Escritora nigeriana compartilha sua visão sobre construção de gênero e sexualidade.
Aclamada pela critica internacional, ganhadora de prêmios importantes da literatura mundial, figura na lista dos 20 autores de ficção mais influentes com menos de 40 anos. Traduzida para mais de 30 línguas, sua obra tem o feminismo como fio condutor. Ainda que a condição feminina ao redor do mundo esteja muito aquém do ideal, ela acredita em mudanças. “A cultura não faz os povos, os povos fazem a cultura. Se uma humanidade inteira de mulheres não faz parte da nossa cultura, temos que mudar essa cultura”, convoca.
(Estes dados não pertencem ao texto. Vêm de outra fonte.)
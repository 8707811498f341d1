//! Links chat accounts to game accounts and keeps the server's privilege state in step
//! with the tiers recorded for each link.
//!
//! All mutations run under one lock. A tier change is applied on the server first and only
//! then recorded and persisted, one tier at a time, so a failure part way through a cascade
//! leaves the completed steps applied and the rest untouched.

mod commands;
mod errors;
mod store;

use std::collections::{HashMap, HashSet};
use std::path::PathBuf;
use std::sync::Arc;

use keeper_client::PlayerLookup;
use keeper_core::proto::{AccountId, PlayerProfile, ProfileEntry, SyncFailure, SyncReport, Tier};
use keeper_rcon::{parse, CommandSender};
use tokio::sync::Mutex;
use tracing::{debug, info};

pub use errors::IdentityError;
use store::{ProfileStore, Profiles};

pub struct IdentityDirectory {
    profiles: Mutex<Profiles>,
    store: ProfileStore,
    rcon: Arc<dyn CommandSender>,
    lookup: Arc<dyn PlayerLookup>,
}

fn linked<'a>(profiles: &'a Profiles, account_id: &str) -> Result<&'a PlayerProfile, IdentityError> {
    profiles
        .get(account_id)
        .ok_or_else(|| IdentityError::NotLinked(account_id.to_string()))
}

impl IdentityDirectory {
    pub async fn open(
        path: PathBuf,
        rcon: Arc<dyn CommandSender>,
        lookup: Arc<dyn PlayerLookup>,
    ) -> Result<Self, IdentityError> {
        let store = ProfileStore::new(path);
        let profiles = store.load().await?;
        info!(path = %store.path().display(), linked = profiles.len(), "player data loaded");
        Ok(Self {
            profiles: Mutex::new(profiles),
            store,
            rcon,
            lookup,
        })
    }

    /// Resolves `username` and links it to `account_id` with no tiers. Relinking an account
    /// replaces its previous link.
    pub async fn link(&self, account_id: &str, username: &str) -> Result<PlayerProfile, IdentityError> {
        let player = self.lookup.lookup(username).await?;

        let mut profiles = self.profiles.lock().await;
        let taken = profiles.iter().find(|(id, profile)| {
            id.as_str() != account_id && profile.mc_username.eq_ignore_ascii_case(&player.username)
        });
        if let Some((owner, _)) = taken {
            return Err(IdentityError::UsernameTaken {
                username: player.username,
                account_id: owner.clone(),
            });
        }
        // A new link starts with no tiers, so whatever the old name holds is withdrawn first.
        if let Some(previous) = profiles.get(account_id).cloned() {
            for step in Tier::DESCENDING {
                if previous.has(step) {
                    self.revoke(&mut profiles, account_id, step).await?;
                }
            }
        }

        let profile = PlayerProfile::new(player.id, player.username);
        let stored = profile.clone();
        self.persist(&mut profiles, |next| {
            next.insert(account_id.to_string(), stored);
        })
        .await?;
        info!(account_id, player = %profile.mc_username, "account linked");
        Ok(profile)
    }

    pub async fn get(&self, account_id: &str) -> Result<PlayerProfile, IdentityError> {
        let profiles = self.profiles.lock().await;
        linked(&profiles, account_id).cloned()
    }

    pub async fn get_all(&self) -> Vec<ProfileEntry> {
        let profiles = self.profiles.lock().await;
        profiles
            .iter()
            .map(|(account_id, profile)| ProfileEntry {
                account_id: account_id.clone(),
                profile: profile.clone(),
            })
            .collect()
    }

    /// Case-insensitive, like the server's own name handling.
    pub async fn find_by_username(&self, username: &str) -> Option<ProfileEntry> {
        let profiles = self.profiles.lock().await;
        profiles
            .iter()
            .find(|(_, profile)| profile.mc_username.eq_ignore_ascii_case(username))
            .map(|(account_id, profile)| ProfileEntry {
                account_id: account_id.clone(),
                profile: profile.clone(),
            })
    }

    /// Grants `tier` and every missing tier below it, lowest first.
    pub async fn promote(&self, account_id: &str, tier: Tier) -> Result<PlayerProfile, IdentityError> {
        let mut profiles = self.profiles.lock().await;
        let current = linked(&profiles, account_id)?.clone();
        for step in Tier::ASCENDING {
            if step <= tier && !current.has(step) {
                self.grant(&mut profiles, account_id, step).await?;
            }
        }
        linked(&profiles, account_id).cloned()
    }

    /// Withdraws `tier` and every held tier above it, highest first.
    pub async fn demote(&self, account_id: &str, tier: Tier) -> Result<PlayerProfile, IdentityError> {
        let mut profiles = self.profiles.lock().await;
        let current = linked(&profiles, account_id)?.clone();
        for step in Tier::DESCENDING {
            if step >= tier && current.has(step) {
                self.revoke(&mut profiles, account_id, step).await?;
            }
        }
        linked(&profiles, account_id).cloned()
    }

    /// Withdraws every tier, then forgets the link.
    pub async fn remove(&self, account_id: &str) -> Result<PlayerProfile, IdentityError> {
        let mut profiles = self.profiles.lock().await;
        self.remove_locked(&mut profiles, account_id).await
    }

    /// Reconciles the directory against the chat server's current members.
    ///
    /// Accounts that left are removed with full revocation. For the rest, only the highest
    /// held tier is checked against the server's team rosters and re-applied when the player
    /// is missing from it.
    pub async fn sync(&self, member_ids: &[AccountId]) -> Result<SyncReport, IdentityError> {
        let members: HashSet<&str> = member_ids.iter().map(String::as_str).collect();
        let mut profiles = self.profiles.lock().await;
        let rosters = self.team_rosters().await?;

        let mut report = SyncReport::default();
        let accounts: Vec<AccountId> = profiles.keys().cloned().collect();
        for account_id in accounts {
            if !members.contains(account_id.as_str()) {
                match self.remove_locked(&mut profiles, &account_id).await {
                    Ok(_) => report.removed.push(account_id),
                    Err(err) => report.failed.push(SyncFailure {
                        account_id,
                        error: err.into(),
                    }),
                }
                continue;
            }

            let Some(profile) = profiles.get(&account_id) else {
                continue;
            };
            let Some(tier) = profile.highest_tier() else {
                report.unchanged += 1;
                continue;
            };
            let player = profile.mc_username.clone();
            let present = rosters
                .get(&tier)
                .is_some_and(|names| names.contains(&player.to_lowercase()));
            if present {
                report.unchanged += 1;
                continue;
            }

            match self.apply(&commands::grant(tier, &player)).await {
                Ok(()) => {
                    info!(%account_id, %player, tier = tier.name(), "tier re-applied");
                    report.reapplied.push((account_id, tier));
                }
                Err(err) => report.failed.push(SyncFailure {
                    account_id,
                    error: err.into(),
                }),
            }
        }

        info!(
            removed = report.removed.len(),
            reapplied = report.reapplied.len(),
            unchanged = report.unchanged,
            failed = report.failed.len(),
            "member sync finished"
        );
        Ok(report)
    }

    async fn remove_locked(
        &self,
        profiles: &mut Profiles,
        account_id: &str,
    ) -> Result<PlayerProfile, IdentityError> {
        let current = linked(profiles, account_id)?.clone();
        for step in Tier::DESCENDING {
            if current.has(step) {
                self.revoke(profiles, account_id, step).await?;
            }
        }
        let removed = linked(profiles, account_id)?.clone();
        self.persist(profiles, |next| {
            next.remove(account_id);
        })
        .await?;
        info!(account_id, player = %removed.mc_username, "account unlinked");
        Ok(removed)
    }

    async fn grant(
        &self,
        profiles: &mut Profiles,
        account_id: &str,
        tier: Tier,
    ) -> Result<(), IdentityError> {
        let player = linked(profiles, account_id)?.mc_username.clone();
        self.apply(&commands::grant(tier, &player)).await?;
        self.persist(profiles, |next| {
            if let Some(profile) = next.get_mut(account_id) {
                profile.set(tier, true);
            }
        })
        .await?;
        info!(account_id, %player, tier = tier.name(), "tier granted");
        Ok(())
    }

    async fn revoke(
        &self,
        profiles: &mut Profiles,
        account_id: &str,
        tier: Tier,
    ) -> Result<(), IdentityError> {
        let mut remaining = linked(profiles, account_id)?.clone();
        remaining.set(tier, false);
        let player = remaining.mc_username.clone();
        self.apply(&commands::revoke(tier, &player, remaining.highest_tier()))
            .await?;
        self.persist(profiles, |next| {
            if let Some(profile) = next.get_mut(account_id) {
                profile.set(tier, false);
            }
        })
        .await?;
        info!(account_id, %player, tier = tier.name(), "tier revoked");
        Ok(())
    }

    async fn apply(&self, commands: &[String]) -> Result<(), IdentityError> {
        for command in commands {
            let reply = self.rcon.send(command).await?;
            if commands::is_rejection(&reply) {
                return Err(IdentityError::Rejected {
                    command: command.clone(),
                    reply: reply.trim().to_string(),
                });
            }
            debug!(%command, reply = reply.trim(), "console");
        }
        Ok(())
    }

    /// Lowercased member names of every tier team.
    async fn team_rosters(&self) -> Result<HashMap<Tier, HashSet<String>>, IdentityError> {
        let mut rosters = HashMap::new();
        for tier in Tier::ASCENDING {
            let reply = self.rcon.send(&format!("team list {}", tier.name())).await?;
            let names = parse::team_members(tier.name(), &reply)?;
            rosters.insert(tier, names.into_iter().map(|name| name.to_lowercase()).collect());
        }
        Ok(rosters)
    }

    /// Writes the changed map before adopting it, so memory never runs ahead of disk.
    async fn persist<F>(&self, profiles: &mut Profiles, change: F) -> Result<(), IdentityError>
    where
        F: FnOnce(&mut Profiles),
    {
        let mut next = profiles.clone();
        change(&mut next);
        self.store.save(&next).await?;
        *profiles = next;
        Ok(())
    }
}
Quando foi apontada pela primeira vez como feminista, aos 14 anos, pelo amigo de infância Okoloma, mesmo sem saber seu significado percebeu pelo tom de voz que não era um elogio. “Foi como se ele dissesse: ‘Você é terrorista’. Ao chegar em casa e procurar pela palavra no dicionário, foi este significado que encontrei: “Feminista: uma pessoa que acredita na igualdade social, política e econômica entre os sexos. Okoloma tinha razão. Sou feminista, assim como minha bisavó, pelas histórias que ouvi, era feminista. Ela fugiu da casa do sujeito com quem não queria casar e casou com o homem que escolheu. Ela não conhecia a palavra “feminista”. Mas nem por isso não era. Mais mulheres deveriam reivindicar essa palavra. A meu ver, feminista é o homem ou a mulher que diz: Sim, existe um problema de gênero ainda hoje e temos de resolver, podemos fazer melhor. Todos nós, mulheres e homens, podemos fazer melhor”, afirma.
Em “Devemos todos ser feministas”, palestra que virou hit na internet após ter parte musicada pela cantora Beyoncé, em seu último disco, Chimamanda fala sobre o que significa ser feminista no século 21 e por que o feminismo é essencial para libertar homens e mulheres. Com um discurso bem-humorado, sagaz, revelador e inovador, partindo de sua experiência pessoal, ela acredita na construção de uma nova sociedade e propõe a reconstrução de gênero. “A questão de gênero é importante em qualquer canto do mundo. É importante que comecemos a planejar e sonhar um mundo diferente. Um mundo mais justo. Um mundo de homens mais felizes e mulheres mais felizes, mais autênticos consigo mesmos. E é assim que devemos começar: precisamos criar nossas filhas e filhos de uma maneira diferente”, propõe.
Para a escritora, a maneira como meninos e meninas ainda são criados é nociva e perniciosa. Os meninos aprendem a não chorar, não serem muito carinhosos, serem sérios, serem competitivos e as meninas aprendem como se sentar, como se vestir, como falar com um homem, e como o casamento é maravilhoso. “Abafamos a humanidade que existe nos meninos. Ensinamos que eles não podem ter medo, não podem ser fracos ou se mostrar vulneráveis. Precisam esconder quem realmente são, para serem homens durões. E às meninas, ensinamos que nos relacionamentos é a mulher quem deve abrir mão das coisas. Criamos nossas filhas para enxergar as outras como rivais da atenção masculina. Ensinamos as meninas a sentir vergonha. a se encolher, a se diminuir, ao lhes dizer: Fecha as pernas, olha o decote. Você pode ter ambição, mas não muita. Deve almejar o sucesso, mas não muito. Se você é a provedora da família, finja que não é, sobretudo em público, senão você emasculará o homem. Seríamos bem mais felizes, mais livres para ser quem realmente somos, se não tivéssemos o peso das expectativas do gênero”, constata.
As mulheres, segundo Chimamanda, precisam aprender a dizer não a tudo isso e todos, mulheres e homens, devem ter raiva frente às desigualdades de gênero. “Nós evoluímos. Mas nossas ideias de gênero ainda deixam a desejar. A construção de gênero do modo como funciona atualmente é injusta. Estou com raiva. Devemos ter raiva. Sentimento que ao longo dos tempos permitiu grandes transformações. Mas além da raiva, também estou esperançosa, porque acredito profundamente na evolução da humanidade”, conclui.